Quelle agréable surprise que ce roman ! En fait, j’avais envie de lire Le mystère du lac depuis longtemps, et puis voilà, le temps passe, les livres s’accumulent… et je reçois celui-ci, je ne lis pas la 4ème de couverture et je m’y plonge.

Nous voilà dans le Nouveau Monde en 1699. Un juge, Isaac Woodward et son clerc, le jeune Matthew Corbett, tentent d’arriver sains et saufs à Fount Royal, une ville récemment émergée des terres ingrates et marécageuses du nord de la Floride. Ils échappent de justesse des mains assassines d’un aubergiste peu recommandable pour atteindre cette ville qui se meurt peu à peu du fait du départ de ses habitants, ceux-là même qui depuis cinq ans s’échinent à la construire. Pourquoi fuient-ils ? Parce que Fount Royal est depuis quelques mois la proie du Diable, ou plus exactement de sa représentante, Rachel Howarth, accusée de double meurtre et de sorcellerie. Emprisonnée depuis des mois, elle attend son procès, avec certainement moins de hâte que les habitants. Bidwell, le fondateur et maire de la ville, accueille plein d’espoir le magistrat, estimant que le procès prendra au plus deux jours et qu’il verra enfin brûler la sorcière, cause de la pluie, des incendies, du départ des habitants et de toutes les calamités du moment. Mais le juge Woodward n’est pas un chasseur de sorcières : il souhaite juger en connaissance de cause et entendre les témoins. Un point de vue partagé par son jeune clerc qui ne tarde pas à être persuadé de l’innocence de Rachel Howarth. Pourtant, témoignages et preuves l’accablent….

Robert McCammon parvient à éviter tous les poncifs de ce genre de roman, tout en employant cependant les thèmes propres à la chasse aux sorcières. Tout simplement, les caractères ne sont pas exacerbés et les personnages conservent tous assez d’ambiguïté pour ne pas tomber dans le déjà-vu. Le couple formé par le juge et son clerc fonctionne parfaitement, relations professionnelles teintées de part et d’autres d’un besoin affectif refoulé. Le jeune Matthew, qui fait figure de héros même si plusieurs personnages ont des rôles importants, est rapidement très sympathique, conscient de ses faiblesses mais porteur d’idéaux lumineux dans un monde où l’ignorance devient obscurantisme à force de travail, d’alcool et de religion. Il s’inscrit dans la droite ligne du jeune Adso de Melk, assistant de Guillaume de Baskerville dans Le Nom de la rose.

J’ai aussi particulièrement aimé la façon dont l’auteur installe l’ambiance méphitique de cette ville en devenir, hier encore pleine de l’espoir des émigrants du monde entier et désormais en proie à un mal qu’ils imaginent diabolique, faute de meilleure explication.
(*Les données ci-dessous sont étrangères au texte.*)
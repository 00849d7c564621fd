//! Service access gates
//!
//! Model runtimes are not assumed to be thread-safe. Every handle is wrapped
//! in a gate holding a semaphore with `pool_size` permits and a per-call
//! timeout; callers wait for a permit instead of hitting the model directly.

use std::future::Future;
use std::sync::Arc;
use std::time::Duration;

use async_trait::async_trait;
use tokio::sync::Semaphore;
use tracing::warn;

use dataseer_core::{BatchClassifier, ClassScores, DataseerError, Result, SequenceLabeler};

/// Permit pool plus timeout shared by one service handle
#[derive(Debug, Clone)]
pub struct Gate {
    service: String,
    permits: Arc<Semaphore>,
    timeout: Duration,
}

impl Gate {
    pub fn new(service: impl Into<String>, pool_size: usize, timeout: Duration) -> Self {
        Self {
            service: service.into(),
            permits: Arc::new(Semaphore::new(pool_size.max(1))),
            timeout,
        }
    }

    /// Run `call` holding a permit, bounded by the timeout
    ///
    /// Time spent waiting for a permit counts against the timeout.
    pub async fn run<T, F>(&self, call: F) -> Result<T>
    where
        F: Future<Output = Result<T>>,
    {
        let guarded = async {
            let _permit = self.permits.acquire().await.map_err(|_| {
                DataseerError::ServiceUnavailable(format!("{} is shut down", self.service))
            })?;
            call.await
        };

        match tokio::time::timeout(self.timeout, guarded).await {
            Ok(result) => result,
            Err(_) => {
                let timeout_ms = u64::try_from(self.timeout.as_millis()).unwrap_or(u64::MAX);
                warn!(service = %self.service, timeout_ms, "service call timed out");
                Err(DataseerError::Timeout {
                    service: self.service.clone(),
                    timeout_ms,
                })
            }
        }
    }

    /// Refuse all further calls; in-flight calls finish normally
    pub fn close(&self) {
        self.permits.close();
    }

    pub fn is_closed(&self) -> bool {
        self.permits.is_closed()
    }

    pub fn available_permits(&self) -> usize {
        self.permits.available_permits()
    }
}

// ============================================================================
// Gated handles
// ============================================================================

/// Classifier behind a gate
pub struct GatedClassifier {
    inner: Arc<dyn BatchClassifier>,
    gate: Gate,
}

impl GatedClassifier {
    pub fn new(inner: Arc<dyn BatchClassifier>, pool_size: usize, timeout: Duration) -> Self {
        let gate = Gate::new(inner.name().to_string(), pool_size, timeout);
        Self { inner, gate }
    }

    pub fn gate(&self) -> &Gate {
        &self.gate
    }
}

#[async_trait]
impl BatchClassifier for GatedClassifier {
    async fn classify(&self, texts: &[String]) -> Result<Vec<ClassScores>> {
        self.gate.run(self.inner.classify(texts)).await
    }

    fn name(&self) -> &str {
        self.inner.name()
    }
}

/// Sequence labeler behind a gate
pub struct GatedLabeler {
    inner: Arc<dyn SequenceLabeler>,
    gate: Gate,
}

impl GatedLabeler {
    pub fn new(inner: Arc<dyn SequenceLabeler>, pool_size: usize, timeout: Duration) -> Self {
        let gate = Gate::new(inner.name().to_string(), pool_size, timeout);
        Self { inner, gate }
    }

    pub fn gate(&self) -> &Gate {
        &self.gate
    }
}

#[async_trait]
impl SequenceLabeler for GatedLabeler {
    async fn label(&self, features: &str) -> Result<Vec<String>> {
        self.gate.run(self.inner.label(features)).await
    }

    fn name(&self) -> &str {
        self.inner.name()
    }
}
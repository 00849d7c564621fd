//! TEI document reader
//!
//! Builds the section arena from a TEI file: the abstract becomes a
//! top-level section, every `div` of `body` and `back` becomes a section
//! (nested `div` elements become child sections), `head` gives the heading,
//! `p` and `figure/figDesc` become paragraphs. Sentences already present as
//! `<s>` elements are kept as they are.

use std::path::Path;

use roxmltree::{Node, ParsingOptions};
use tracing::debug;

use dataseer_core::{Document, ParagraphId, SectionId};

use crate::xml::{
    find_by_path, find_child, find_children, fragment_text, get_tag_name, inner_markup,
    normalize_whitespace, text_content,
};
use crate::{ParserError, Result};

/// TEI document reader
#[derive(Debug, Clone)]
pub struct TeiParser {
    /// Read the abstract as a top-level section
    pub include_abstract: bool,

    /// Read `text/back` divisions (data availability statements live there)
    pub include_back: bool,

    /// Read figure captions as paragraphs
    pub include_figures: bool,
}

impl TeiParser {
    /// Create a TEI reader with default settings
    pub fn new() -> Self {
        Self {
            include_abstract: true,
            include_back: true,
            include_figures: true,
        }
    }

    /// Skip or keep figure captions
    pub fn with_figures(mut self, enabled: bool) -> Self {
        self.include_figures = enabled;
        self
    }

    /// Read a TEI file
    pub fn parse_file(&self, path: &Path) -> Result<Document> {
        let xml = std::fs::read_to_string(path).map_err(|e| ParserError::IoError {
            path: path.display().to_string(),
            source: e,
        })?;
        self.parse_str(&xml)
    }

    /// Read a TEI string
    pub fn parse_str(&self, xml: &str) -> Result<Document> {
        let options = ParsingOptions {
            allow_dtd: true,
            ..ParsingOptions::default()
        };
        let tree = roxmltree::Document::parse_with_options(xml, options)
            .map_err(|e| ParserError::MalformedXml(e.to_string()))?;

        let root = tree.root_element();
        if get_tag_name(root) != "TEI" {
            return Err(ParserError::NotTei(get_tag_name(root).to_string()));
        }

        let mut doc = Document::new();
        let header = find_child(root, "teiHeader");

        if let Some(title) = header
            .and_then(|h| find_by_path(h, "fileDesc/titleStmt/title"))
            .map(|t| normalize_whitespace(&text_content(t)))
            .filter(|t| !t.is_empty())
        {
            doc.title = Some(title);
        }

        if self.include_abstract {
            if let Some(abstract_node) = header.and_then(|h| find_by_path(h, "profileDesc/abstract"))
            {
                let section = doc.add_section(None, None);
                self.read_children(xml, abstract_node, section, &mut doc)?;
            }
        }

        let text = find_child(root, "text").ok_or(ParserError::MissingText)?;
        if let Some(body) = find_child(text, "body") {
            self.read_container(xml, body, &mut doc)?;
        }
        if self.include_back {
            if let Some(back) = find_child(text, "back") {
                self.read_container(xml, back, &mut doc)?;
            }
        }

        debug!(
            sections = doc.sections().len(),
            paragraphs = doc.paragraphs().len(),
            sentences = doc.sentences().len(),
            "TEI document read"
        );
        Ok(doc)
    }

    /// Read `body` / `back`: divisions become top-level sections, loose
    /// paragraphs are gathered in an implicit section without heading
    fn read_container(&self, xml: &str, node: Node<'_, '_>, doc: &mut Document) -> Result<()> {
        let mut implicit: Option<SectionId> = None;

        for child in node.children().filter(|c| c.is_element()) {
            match get_tag_name(child) {
                "div" => {
                    self.read_div(xml, child, None, doc)?;
                    implicit = None;
                }
                "p" | "figure" => {
                    let section = match implicit {
                        Some(section) => section,
                        None => {
                            let section = doc.add_section(None, None);
                            implicit = Some(section);
                            section
                        }
                    };
                    self.read_block(xml, child, section, doc)?;
                }
                _ => {}
            }
        }
        Ok(())
    }

    fn read_div(
        &self,
        xml: &str,
        node: Node<'_, '_>,
        parent: Option<SectionId>,
        doc: &mut Document,
    ) -> Result<SectionId> {
        let heading = find_child(node, "head")
            .map(|h| normalize_whitespace(&text_content(h)))
            .filter(|h| !h.is_empty());

        let section = doc.add_section(parent, heading);
        self.read_children(xml, node, section, doc)?;
        Ok(section)
    }

    fn read_children(
        &self,
        xml: &str,
        node: Node<'_, '_>,
        section: SectionId,
        doc: &mut Document,
    ) -> Result<()> {
        for child in node.children().filter(|c| c.is_element()) {
            match get_tag_name(child) {
                "div" => {
                    self.read_div(xml, child, Some(section), doc)?;
                }
                "p" | "figure" => self.read_block(xml, child, section, doc)?,
                _ => {}
            }
        }
        Ok(())
    }

    fn read_block(
        &self,
        xml: &str,
        node: Node<'_, '_>,
        section: SectionId,
        doc: &mut Document,
    ) -> Result<()> {
        match get_tag_name(node) {
            "p" => {
                self.read_paragraph(xml, node, section, doc)?;
            }
            "figure" if self.include_figures => {
                for caption in node
                    .descendants()
                    .filter(|d| d.is_element() && get_tag_name(*d) == "figDesc")
                {
                    self.read_paragraph(xml, caption, section, doc)?;
                }
            }
            _ => {}
        }
        Ok(())
    }

    fn read_paragraph(
        &self,
        xml: &str,
        node: Node<'_, '_>,
        section: SectionId,
        doc: &mut Document,
    ) -> Result<ParagraphId> {
        let content = inner_markup(xml, node);
        let paragraph = doc.add_paragraph(section, content.trim())?;

        for sentence in find_children(node, "s") {
            let markup = normalize_whitespace(inner_markup(xml, sentence));
            let text = fragment_text(&markup)
                .unwrap_or_else(|| normalize_whitespace(&text_content(sentence)));
            doc.add_sentence(paragraph, markup, text)?;
        }
        Ok(paragraph)
    }
}

impl Default for TeiParser {
    fn default() -> Self {
        Self::new()
    }
}

#[cfg(test)]
mod tests {
    use super::*;

    const SAMPLE: &str = r##"<?xml version="1.0" encoding="UTF-8"?>
<TEI xmlns="http://www.tei-c.org/ns/1.0">
  <teiHeader>
    <fileDesc><titleStmt><title>Petal   lengths</title></titleStmt></fileDesc>
    <profileDesc>
      <abstract><p>We study flowers.</p></abstract>
    </profileDesc>
  </teiHeader>
  <text>
    <body>
      <div>
        <head>Materials and Methods</head>
        <p>We used the UCI Iris dataset <ref type="bibr" target="#b0">[1]</ref>.</p>
        <div>
          <head>Sampling</head>
          <p><s>First sentence.</s><s>Second &amp; last.</s></p>
        </div>
        <figure><head>Figure 1</head><figDesc>Sepal width.</figDesc></figure>
      </div>
      <div><head>Results</head><p>It contains 150 rows.</p></div>
    </body>
    <back>
      <div><head>Data availability</head><p>Data are on Zenodo.</p></div>
    </back>
  </text>
</TEI>"##;

    #[test]
    fn test_parse_structure() {
        let doc = TeiParser::new().parse_str(SAMPLE).unwrap();

        assert_eq!(doc.title.as_deref(), Some("Petal lengths"));
        // abstract, methods, sampling, results, data availability
        assert_eq!(doc.sections().len(), 5);
        assert_eq!(doc.roots().len(), 4);

        let headings: Vec<Option<&str>> = doc
            .section_order()
            .into_iter()
            .map(|id| doc.section(id).unwrap().heading.as_deref())
            .collect();
        assert_eq!(
            headings,
            vec![
                None,
                Some("Materials and Methods"),
                Some("Sampling"),
                Some("Results"),
                Some("Data availability")
            ]
        );
    }

    #[test]
    fn test_paragraph_keeps_markup() {
        let doc = TeiParser::new().parse_str(SAMPLE).unwrap();
        let paragraph = &doc.paragraphs()[1];
        assert!(paragraph.content.contains(r##"<ref type="bibr" target="#b0">[1]</ref>"##));
        assert!(paragraph.sentences.is_empty());
    }

    #[test]
    fn test_presegmented_sentences() {
        let doc = TeiParser::new().parse_str(SAMPLE).unwrap();
        let paragraph = doc
            .paragraphs()
            .iter()
            .find(|p| !p.sentences.is_empty())
            .unwrap();
        let texts: Vec<&str> = paragraph
            .sentences
            .iter()
            .map(|id| doc.sentence(*id).unwrap().text.as_str())
            .collect();
        assert_eq!(texts, vec!["First sentence.", "Second & last."]);
    }

    #[test]
    fn test_figure_captions() {
        let with = TeiParser::new().parse_str(SAMPLE).unwrap();
        let without = TeiParser::new().with_figures(false).parse_str(SAMPLE).unwrap();
        assert_eq!(with.paragraphs().len(), without.paragraphs().len() + 1);
    }

    #[test]
    fn test_malformed_xml() {
        let err = TeiParser::new()
            .parse_str("<TEI><text><body><p>unclosed</body></text></TEI>")
            .unwrap_err();
        assert!(matches!(err, ParserError::MalformedXml(_)));
    }

    #[test]
    fn test_not_tei() {
        let err = TeiParser::new().parse_str("<article/>").unwrap_err();
        assert!(matches!(err, ParserError::NotTei(ref name) if name == "article"));
    }

    #[test]
    fn test_missing_text() {
        let err = TeiParser::new()
            .parse_str("<TEI><teiHeader/></TEI>")
            .unwrap_err();
        assert!(matches!(err, ParserError::MissingText));
    }

    #[test]
    fn test_loose_paragraphs_share_implicit_section() {
        let xml = "<TEI><text><body><p>One.</p><p>Two.</p></body></text></TEI>";
        let doc = TeiParser::new().parse_str(xml).unwrap();
        assert_eq!(doc.sections().len(), 1);
        assert_eq!(doc.paragraphs().len(), 2);
    }

    #[test]
    fn test_parse_file() {
        use std::io::Write;

        let mut file = tempfile::NamedTempFile::new().unwrap();
        file.write_all(SAMPLE.as_bytes()).unwrap();

        let from_file = TeiParser::new().parse_file(file.path()).unwrap();
        let from_str = TeiParser::new().parse_str(SAMPLE).unwrap();
        assert_eq!(from_file.title, from_str.title);
        assert_eq!(from_file.paragraphs().len(), from_str.paragraphs().len());
    }

    #[test]
    fn test_parse_missing_file() {
        let err = TeiParser::new()
            .parse_file(Path::new("/nonexistent/paper.tei.xml"))
            .unwrap_err();
        assert!(matches!(err, ParserError::IoError { .. }));
    }
}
L’abondance de détails concernant la vie quotidienne de ces colons (alimentation, médecine, justice, religion…) dessine un portrait vraiment vivant et captivant de cette communauté et le lecteur n’a aucun mal à imaginer ces scènes très visuelles, comme s’il y assistait, comme s’il regardait un film (du genre de Sleepy Hollow).

Alors rester scotché à un livre dans lequel, finalement, il ne se passe pas grand chose (pas de rebondissements ou de grands coups de théâtre), moi je dis bravo. D’autant plus que l’auteur a choisi de limiter ce cycle à deux volumes. La suite sort le mois prochain.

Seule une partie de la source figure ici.